#### [AIM OF THE TASK]
Nothing in the entries may be altered; copy them all exactly.

[Opening RAW DATA section]

//! Lock Record Module
//!
//! The durable record that says who currently holds leadership, and the
//! store interface used to read and conditionally write it. All writes are
//! guarded by optimistic concurrency on the record's version token.

mod audit;
mod memory;
mod resource;
mod sqlite;

pub use audit::{EventRecorder, LockEvent, LockEventKind};
pub use memory::MemoryLockStore;
pub use resource::ResourceLock;
pub use sqlite::SqliteLockStore;

use std::time::Duration;

use async_trait::async_trait;
use chrono::{DateTime, Utc};
use serde::{Deserialize, Serialize};

use crate::error::Result;

/// Identifies a contested resource within a store
#[derive(Debug, Clone, PartialEq, Eq, Hash, Serialize, Deserialize)]
pub struct LockKey {
    /// Scope the election lives in
    pub namespace: String,
    /// Election name
    pub name: String,
}

impl LockKey {
    /// Create a new lock key
    pub fn new(namespace: impl Into<String>, name: impl Into<String>) -> Self {
        Self {
            namespace: namespace.into(),
            name: name.into(),
        }
    }
}

impl std::fmt::Display for LockKey {
    fn fmt(&self, f: &mut std::fmt::Formatter<'_>) -> std::fmt::Result {
        write!(f, "{}/{}", self.namespace, self.name)
    }
}

/// Opaque version token used for conditional writes.
///
/// Stores assign versions; callers only ever hand back the version they
/// last observed.
#[derive(Debug, Clone, Copy, PartialEq, Eq, Hash, Default, Serialize, Deserialize)]
pub struct LockVersion(u64);

impl LockVersion {
    pub(crate) const INITIAL: LockVersion = LockVersion(1);

    pub(crate) fn from_raw(raw: u64) -> Self {
        LockVersion(raw)
    }

    pub(crate) fn raw(&self) -> u64 {
        self.0
    }

    pub(crate) fn next(&self) -> Self {
        LockVersion(self.0 + 1)
    }
}

impl std::fmt::Display for LockVersion {
    fn fmt(&self, f: &mut std::fmt::Formatter<'_>) -> std::fmt::Result {
        write!(f, "{}", self.0)
    }
}

/// The leadership record held in the coordination store
#[derive(Debug, Clone, PartialEq, Eq, Serialize, Deserialize)]
pub struct LockRecord {
    /// Resource this record guards
    pub key: LockKey,
    /// Current holder (empty once released)
    pub holder_identity: String,
    /// How long the lease is valid after `renew_time`
    pub lease_duration: Duration,
    /// When the current holder first acquired the lease
    pub acquire_time: DateTime<Utc>,
    /// When the current holder last renewed the lease
    pub renew_time: DateTime<Utc>,
    /// Number of times leadership has changed hands
    pub leader_transitions: u64,
    /// Version observed when this record was read
    pub version: LockVersion,
}

impl LockRecord {
    /// Create a fresh record held by `holder` starting at `now`
    pub fn new(key: LockKey, holder: &str, lease_duration: Duration, now: DateTime<Utc>) -> Self {
        Self {
            key,
            holder_identity: holder.to_string(),
            lease_duration,
            acquire_time: now,
            renew_time: now,
            leader_transitions: 0,
            version: LockVersion::default(),
        }
    }

    /// Instant after which the lease may be taken over.
    ///
    /// `None` means the lease duration does not fit in a timestamp and
    /// the lease never expires.
    pub fn expires_at(&self) -> Option<DateTime<Utc>> {
        let lease = chrono::Duration::from_std(self.lease_duration).ok()?;
        self.renew_time.checked_add_signed(lease)
    }

    /// Whether someone holds a lease that is still valid at `now`
    pub fn is_valid_at(&self, now: DateTime<Utc>) -> bool {
        if self.is_released() {
            return false;
        }
        match self.expires_at() {
            Some(expiry) => now <= expiry,
            None => true,
        }
    }

    /// Whether the record has been explicitly released
    pub fn is_released(&self) -> bool {
        self.holder_identity.is_empty()
    }

    /// Whether `identity` is the recorded holder
    pub fn is_held_by(&self, identity: &str) -> bool {
        !identity.is_empty() && self.holder_identity == identity
    }
}

/// Coordination store holding lock records.
///
/// Implementations must make `create_if_absent` and `update_if_unchanged`
/// atomic with respect to every other writer of the same key.
#[async_trait]
pub trait LockStore: Send + Sync {
    /// Short backend label used in logs
    fn backend(&self) -> &'static str;

    /// Read the current record, `None` if no record exists
    async fn get(&self, key: &LockKey) -> Result<Option<LockRecord>>;

    /// Create the record; fails with `AlreadyExists` if one is present
    async fn create_if_absent(&self, record: LockRecord) -> Result<LockRecord>;

    /// Replace the record if its version still equals `expected`; fails
    /// with `Conflict` otherwise
    async fn update_if_unchanged(
        &self,
        record: LockRecord,
        expected: LockVersion,
    ) -> Result<LockRecord>;

    /// Persist an audit event. Failures are ignored by callers.
    async fn record_event(&self, _event: &LockEvent) -> Result<()> {
        Ok(())
    }
}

[Closing RAW DATA section]

#### [SOLUTION TO THIS EXERCISE]
//! Lock Record Module
//!
//! The durable record that says who currently holds leadership, and the
//! store interface used to read and conditionally write it. All writes are
//! guarded by optimistic concurrency on the record's version token.

mod audit;
mod memory;
mod resource;
mod sqlite;

pub use audit::{EventRecorder, LockEvent, LockEventKind};
pub use memory::MemoryLockStore;
pub use resource::ResourceLock;
pub use sqlite::SqliteLockStore;

use std::time::Duration;

use async_trait::async_trait;
use chrono::{DateTime, Utc};
use serde::{Deserialize, Serialize};

use crate::error::Result;

/// Identifies a contested resource within a store
#[derive(Debug, Clone, PartialEq, Eq, Hash, Serialize, Deserialize)]
pub struct LockKey {
    /// Scope the election lives in
    pub namespace: String,
    /// Election name
    pub name: String,
}

impl LockKey {
    /// Create a new lock key
    pub fn new(namespace: impl Into<String>, name: impl Into<String>) -> Self {
        Self {
            namespace: namespace.into(),
            name: name.into(),
        }
    }
}

impl std::fmt::Display for LockKey {
    fn fmt(&self, f: &mut std::fmt::Formatter<'_>) -> std::fmt::Result {
        write!(f, "{}/{}", self.namespace, self.name)
    }
}

/// Opaque version token used for conditional writes.
///
/// Stores assign versions; callers only ever hand back the version they
/// last observed.
#[derive(Debug, Clone, Copy, PartialEq, Eq, Hash, Default, Serialize, Deserialize)]
pub struct LockVersion(u64);

impl LockVersion {
    pub(crate) const INITIAL: LockVersion = LockVersion(1);

    pub(crate) fn from_raw(raw: u64) -> Self {
        LockVersion(raw)
    }

    pub(crate) fn raw(&self) -> u64 {
        self.0
    }

    pub(crate) fn next(&self) -> Self {
        LockVersion(self.0 + 1)
    }
}

impl std::fmt::Display for LockVersion {
    fn fmt(&self, f: &mut std::fmt::Formatter<'_>) -> std::fmt::Result {
        write!(f, "{}", self.0)
    }
}

/// The leadership record held in the coordination store
#[derive(Debug, Clone, PartialEq, Eq, Serialize, Deserialize)]
pub struct LockRecord {
    /// Resource this record guards
    pub key: LockKey,
    /// Current holder (empty once released)
    pub holder_identity: String,
    /// How long the lease is valid after `renew_time`
    pub lease_duration: Duration,
    /// When the current holder first acquired the lease
    pub acquire_time: DateTime<Utc>,
    /// When the current holder last renewed the lease
    pub renew_time: DateTime<Utc>,
    /// Number of times leadership has changed hands
    pub leader_transitions: u64,
    /// Version observed when this record was read
    pub version: LockVersion,
}

impl LockRecord {
    /// Create a fresh record held by `holder` starting at `now`
    pub fn new(key: LockKey, holder: &str, lease_duration: Duration, now: DateTime<Utc>) -> Self {
        Self {
            key,
            holder_identity: holder.to_string(),
            lease_duration,
            acquire_time: now,
            renew_time: now,
            leader_transitions: 0,
            version: LockVersion::default(),
        }
    }

    /// Instant after which the lease may be taken over.
    ///
    /// `None` means the lease duration does not fit in a timestamp and
    /// the lease never expires.
    pub fn expires_at(&self) -> Option<DateTime<Utc>> {
        let lease = chrono::Duration::from_std(self.lease_duration).ok()?;
        self.renew_time.checked_add_signed(lease)
    }

    /// Whether someone holds a lease that is still valid at `now`
    pub fn is_valid_at(&self, now: DateTime<Utc>) -> bool {
        if self.is_released() {
            return false;
        }
        match self.expires_at() {
            Some(expiry) => now <= expiry,
            None => true,
        }
    }

    /// Whether the record has been explicitly released
    pub fn is_released(&self) -> bool {
        self.holder_identity.is_empty()
    }

    /// Whether `identity` is the recorded holder
    pub fn is_held_by(&self, identity: &str) -> bool {
        !identity.is_empty() && self.holder_identity == identity
    }
}

/// Coordination store holding lock records.
///
/// Implementations must make `create_if_absent` and `update_if_unchanged`
/// atomic with respect to every other writer of the same key.
#[async_trait]
pub trait LockStore: Send + Sync {
    /// Short backend label used in logs
    fn backend(&self) -> &'static str;

    /// Read the current record, `None` if no record exists
    async fn get(&self, key: &LockKey) -> Result<Option<LockRecord>>;

    /// Create the record; fails with `AlreadyExists` if one is present
    async fn create_if_absent(&self, record: LockRecord) -> Result<LockRecord>;

    /// Replace the record if its version still equals `expected`; fails
    /// with `Conflict` otherwise
    async fn update_if_unchanged(
        &self,
        record: LockRecord,
        expected: LockVersion,
    ) -> Result<LockRecord>;

    /// Persist an audit event. Failures are ignored by callers.
    async fn record_event(&self, _event: &LockEvent) -> Result<()> {
        Ok(())
    }
}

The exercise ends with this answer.